Task details: Give back exactly the lines of the material below that start at the line containing "self.tripped_at.take().is_some()" and end at the line containing "the config directory", and no others.

Provided data:
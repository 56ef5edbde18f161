//! Events streamed from the station to its presentation layer

use chrono::{DateTime, Local};
use serde::{Deserialize, Serialize};
use voltbay_util::{Identity, SessionId};

use crate::{ChargeDurations, Role, SessionInfo, StationSnapshot};

/// Event envelope
#[derive(Debug, Clone, Serialize, Deserialize)]
pub struct Event {
    pub timestamp: DateTime<Local>,
    pub payload: StationEvent,
}

impl Event {
    pub fn new(payload: StationEvent) -> Self {
        Self {
            timestamp: voltbay_util::now(),
            payload,
        }
    }
}

/// Everything the station reports to listeners
#[derive(Debug, Clone, Serialize, Deserialize)]
#[serde(tag = "type", rename_all = "snake_case")]
pub enum StationEvent {
    /// Full state snapshot (sent after major changes)
    StateChanged(StationSnapshot),

    LoggedIn {
        identity: Identity,
        role: Role,
    },

    LoggedOut,

    SessionStarted(SessionInfo),

    /// Countdown advanced; carries the session as it is after the tick
    SessionTick(SessionInfo),

    SessionCompleted {
        session_id: SessionId,
        owner: Identity,
    },

    SessionStopped {
        session_id: SessionId,
        owner: Identity,
        remaining_seconds: u32,
    },

    EmergencyStopTriggered {
        sessions_cleared: usize,
    },

    EmergencyStopReset,

    DurationsChanged(ChargeDurations),

    UserCodesChanged {
        count: usize,
    },
}
//! Global emergency latch

use chrono::{DateTime, Local};

/// Once tripped, suppresses all session activity until explicitly reset.
#[derive(Debug, Default, Clone)]
pub struct EmergencyLatch {
    tripped_at: Option<DateTime<Local>>,
}

impl EmergencyLatch {
    pub fn is_tripped(&self) -> bool {
        self.tripped_at.is_some()
    }

    pub fn tripped_at(&self) -> Option<DateTime<Local>> {
        self.tripped_at
    }

    /// Trip the latch. Returns false if it was already tripped.
    pub fn trip(&mut self, now: DateTime<Local>) -> bool {
        if self.is_tripped() {
            return false;
        }
        self.tripped_at = Some(now);
        true
    }

    /// Release the latch. Returns false if it was not tripped.
    pub fn reset(&mut self) -> bool {
        self.tripped_at.take().is_some()
    }
}
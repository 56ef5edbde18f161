//! Default paths for voltbay components
//!
//! Paths are user-writable by default (no root required):
//! - Config: `$XDG_CONFIG_HOME/voltbay/config.toml` or `~/.config/voltbay/config.toml`
//! - Data: `$XDG_DATA_HOME/voltbay` or `~/.local/share/voltbay`

use std::path::PathBuf;

/// Environment variable for overriding the data directory
pub const VOLTBAY_DATA_DIR_ENV: &str = "VOLTBAY_DATA_DIR";

/// Application subdirectory name
const APP_DIR: &str = "voltbay";

/// Config filename within the config directory
const CONFIG_FILENAME: &str = "config.toml";

/// Get the default config file path.
pub fn default_config_path() -> PathBuf {
    if let Ok(config_home) = std::env::var("XDG_CONFIG_HOME") {
        return PathBuf::from(config_home).join(APP_DIR).join(CONFIG_FILENAME);
    }

    if let Ok(home) = std::env::var("HOME") {
        return PathBuf::from(home)
            .join(".config")
            .join(APP_DIR)
            .join(CONFIG_FILENAME);
    }

    PathBuf::from("/etc").join(APP_DIR).join(CONFIG_FILENAME)
}

/// Get the default data directory.
///
/// Order of precedence:
/// 1. `$VOLTBAY_DATA_DIR` environment variable (if set)
/// 2. `$XDG_DATA_HOME/voltbay` (if XDG_DATA_HOME is set)
/// 3. `~/.local/share/voltbay` (fallback)
pub fn default_data_dir() -> PathBuf {
    if let Ok(path) = std::env::var(VOLTBAY_DATA_DIR_ENV) {
        return PathBuf::from(path);
    }

    data_dir_without_env()
}

/// Get the data directory without checking VOLTBAY_DATA_DIR.
/// Used for default values in configs where the env var is checked separately.
pub fn data_dir_without_env() -> PathBuf {
    if let Ok(data_home) = std::env::var("XDG_DATA_HOME") {
        return PathBuf::from(data_home).join(APP_DIR);
    }

    if let Ok(home) = std::env::var("HOME") {
        return PathBuf::from(home)
            .join(".local")
            .join("share")
            .join(APP_DIR);
    }

    // Last resort
    PathBuf::from("/tmp").join(APP_DIR).join("data")
}
impl Station {
    /// Build the runtime. A `per_tick` countdown removes one second per
    /// tick, so it only runs with a one-second tick interval.
    pub fn new(config: &StationConfig, store: Arc<dyn Store>) -> Result<Self> {
        let tick_interval = config.station.tick_interval;
        if tick_interval.is_zero() {
            return Err(StationError::config("tick interval must be greater than zero"));
        }
        if config.station.countdown == CountdownPolicy::PerTick
            && tick_interval != DEFAULT_TICK_INTERVAL
        {
            return Err(StationError::config(format!(
                "per_tick countdown needs a {} ms tick interval, got {} ms",
                DEFAULT_TICK_INTERVAL.as_millis(),
                tick_interval.as_millis()
            )));
        }

        let engine = StationEngine::new(config, store)?;
        let (events, _) = broadcast::channel(EVENT_CHANNEL_CAPACITY);

        Ok(Self {
            engine: Arc::new(Mutex::new(engine)),
            events,
            ticker: Mutex::new(None),
            tick_interval,
        })
    }

    /// Subscribe to station events
    pub fn subscribe(&self) -> broadcast::Receiver<Event> {
        self.events.subscribe()
    }

    fn publish(&self, event: CoreEvent) {
        // No subscribers is fine
        let _ = self.events.send(Event::new(event.into()));
    }

    fn publish_state(&self, snapshot: StationSnapshot) {
        let _ = self.events.send(Event::new(StationEvent::StateChanged(snapshot)));
    }

    // Login state

    pub async fn login(&self, code: &str) -> Result<Authenticated> {
        let auth = self.engine.lock().await.login(code)?;
        self.publish(CoreEvent::LoggedIn {
            identity: auth.identity.clone(),
            role: auth.role,
        });
        Ok(auth)
    }

    pub async fn logout(&self) -> Option<Authenticated> {
        let previous = self.engine.lock().await.logout();
        if previous.is_some() {
            self.publish(CoreEvent::LoggedOut);
        }
        previous
    }

    pub async fn current_user(&self) -> Option<Authenticated> {
        self.engine.lock().await.current_user().cloned()
    }

    // Sessions

    /// Start a session for `owner` and (re)start the tick task
    pub async fn start_charging(&self, duration_minutes: u32, owner: &Identity) -> Result<SessionInfo> {
        self.start_with(|engine| {
            engine.start_charging(duration_minutes, owner, voltbay_util::now(), mono_now())
        })
        .await
    }

    /// Start a session for the logged-in user using one of the configured
    /// duration slots. The kiosk asks for a code again to confirm.
    pub async fn start_for_current_user(
        &self,
        slot: DurationSlot,
        confirm_code: &str,
    ) -> Result<SessionInfo> {
        self.start_with(|engine| {
            engine.start_for_current_user(slot, confirm_code, voltbay_util::now(), mono_now())
        })
        .await
    }

    /// Run a start under one engine lock, then restart the tick task
    async fn start_with<F>(&self, start: F) -> Result<SessionInfo>
    where
        F: FnOnce(&mut StationEngine) -> Result<SessionInfo>,
    {
        let mut ticker = self.ticker.lock().await;

        let (info, snapshot) = {
            let mut engine = self.engine.lock().await;
            let info = start(&mut *engine)?;
            (info, engine.snapshot())
        };

        if let Some(old) = ticker.take() {
            old.abort();
        }
        *ticker = Some(self.spawn_ticker());

        self.publish(CoreEvent::SessionStarted(info.clone()));
        self.publish_state(snapshot);
        Ok(info)
    }

    pub async fn stop_charging(&self, code: &str) -> Result<StopResult> {
        let mut ticker = self.ticker.lock().await;

        let (result, needs_tick, snapshot) = {
            let mut engine = self.engine.lock().await;
            let result = engine.stop_charging(code, mono_now())?;
            (result, engine.needs_tick(), engine.snapshot())
        };

        // Other roster entries may still be counting down
        if !needs_tick && let Some(handle) = ticker.take() {
            handle.abort();
        }

        self.publish(CoreEvent::SessionStopped {
            session_id: result.session_id.clone(),
            owner: result.owner.clone(),
            remaining_seconds: result.remaining_seconds,
        });
        self.publish_state(snapshot);
        Ok(result)
    }

    pub async fn acknowledge_completion(&self) -> Result<()> {
        let snapshot = {
            let mut engine = self.engine.lock().await;
            engine.acknowledge_completion()?;
            engine.snapshot()
        };
        self.publish_state(snapshot);
        Ok(())
    }

    pub async fn dismiss(&self, owner: &Identity) -> Result<bool> {
        let (removed, snapshot) = {
            let mut engine = self.engine.lock().await;
            (engine.dismiss(owner)?, engine.snapshot())
        };
        if removed {
            self.publish_state(snapshot);
        }
        Ok(removed)
    }

    pub async fn current_session(&self) -> Option<SessionInfo> {
        self.engine.lock().await.current_session()
    }

    pub async fn roster(&self) -> Vec<SessionInfo> {
        self.engine.lock().await.roster()
    }

    // Emergency latch

    /// Trip the emergency latch. Returns true if it was not already tripped.
    pub async fn trigger_emergency_stop(&self) -> bool {
        let mut ticker = self.ticker.lock().await;

        let (event, snapshot) = {
            let mut engine = self.engine.lock().await;
            let event = engine.trigger_emergency_stop(voltbay_util::now());
            (event, engine.snapshot())
        };

        if let Some(handle) = ticker.take() {
            handle.abort();
        }

        let Some(event) = event else {
            return false;
        };
        self.publish(event);
        self.publish_state(snapshot);
        true
    }

    /// Clear the emergency latch. Returns true if it was tripped.
    pub async fn reset_emergency_stop(&self) -> bool {
        let (event, snapshot) = {
            let mut engine = self.engine.lock().await;
            let event = engine.reset_emergency_stop();
            (event, engine.snapshot())
        };

        let Some(event) = event else {
            return false;
        };
        self.publish(event);
        self.publish_state(snapshot);
        true
    }

    pub async fn is_emergency_stop(&self) -> bool {
        self.engine.lock().await.is_emergency_stop()
    }

    // Durations and codes

    pub async fn durations(&self) -> ChargeDurations {
        self.engine.lock().await.durations()
    }

    pub async fn set_durations(&self, durations: ChargeDurations) -> Result<()> {
        self.engine.lock().await.set_durations(durations)?;
        self.publish(CoreEvent::DurationsChanged(durations));
        Ok(())
    }

    pub async fn add_user_code(&self, code: &str) -> Result<usize> {
        let (position, count) = {
            let mut engine = self.engine.lock().await;
            let position = engine.add_user_code(code)?;
            (position, engine.user_code_count())
        };
        self.publish(CoreEvent::UserCodesChanged { count });
        Ok(position)
    }

    pub async fn remove_user_code(&self, code: &str) -> Result<bool> {
        let (removed, count) = {
            let mut engine = self.engine.lock().await;
            let removed = engine.remove_user_code(code)?;
            (removed, engine.user_code_count())
        };
        if removed {
            self.publish(CoreEvent::UserCodesChanged { count });
        }
        Ok(removed)
    }

    pub async fn user_codes(&self) -> Vec<String> {
        self.engine.lock().await.user_codes()
    }

    pub async fn snapshot(&self) -> StationSnapshot {
        self.engine.lock().await.snapshot()
    }

    // Tick task

    /// Whether the tick task is currently running
    pub async fn is_ticking(&self) -> bool {
        self.ticker
            .lock()
            .await
            .as_ref()
            .is_some_and(|handle| !handle.is_finished())
    }

    /// Stop the tick task. Session state is left as it is.
    pub async fn shutdown(&self) {
        if let Some(handle) = self.ticker.lock().await.take() {
            handle.abort();
            info!("Tick task stopped");
        }
    }

    fn spawn_ticker(&self) -> JoinHandle<()> {
        let engine = self.engine.clone();
        let events = self.events.clone();
        let period = self.tick_interval;

        tokio::spawn(async move {
            let mut timer = tokio::time::interval_at(tokio::time::Instant::now() + period, period);
            debug!(period_ms = period.as_millis() as u64, "Tick task started");

            loop {
                timer.tick().await;

                let (tick_events, keep_going) = {
                    let mut engine = engine.lock().await;
                    let tick_events = engine.tick(mono_now());
                    (tick_events, engine.needs_tick())
                };

                for event in tick_events {
                    let _ = events.send(Event::new(event.into()));
                }

                if !keep_going {
                    debug!("No active countdown, tick task exiting");
                    break;
                }
            }
        })
    }
}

Written answer:
        self.tripped_at.take().is_some()
    }
}
repository 56ef5edbde18f161
//! Default paths for voltbay components
//!
//! Paths are user-writable by default (no root required):
//! - Config: `$XDG_CONFIG_HOME/voltbay/config.toml` or `~/.config/voltbay/config.toml`
//! - Data: `$XDG_DATA_HOME/voltbay` or `~/.local/share/voltbay`

use std::path::PathBuf;

/// Environment variable for overriding the data directory
pub const VOLTBAY_DATA_DIR_ENV: &str = "VOLTBAY_DATA_DIR";

/// Application subdirectory name
const APP_DIR: &str = "voltbay";

/// Config filename within the config directory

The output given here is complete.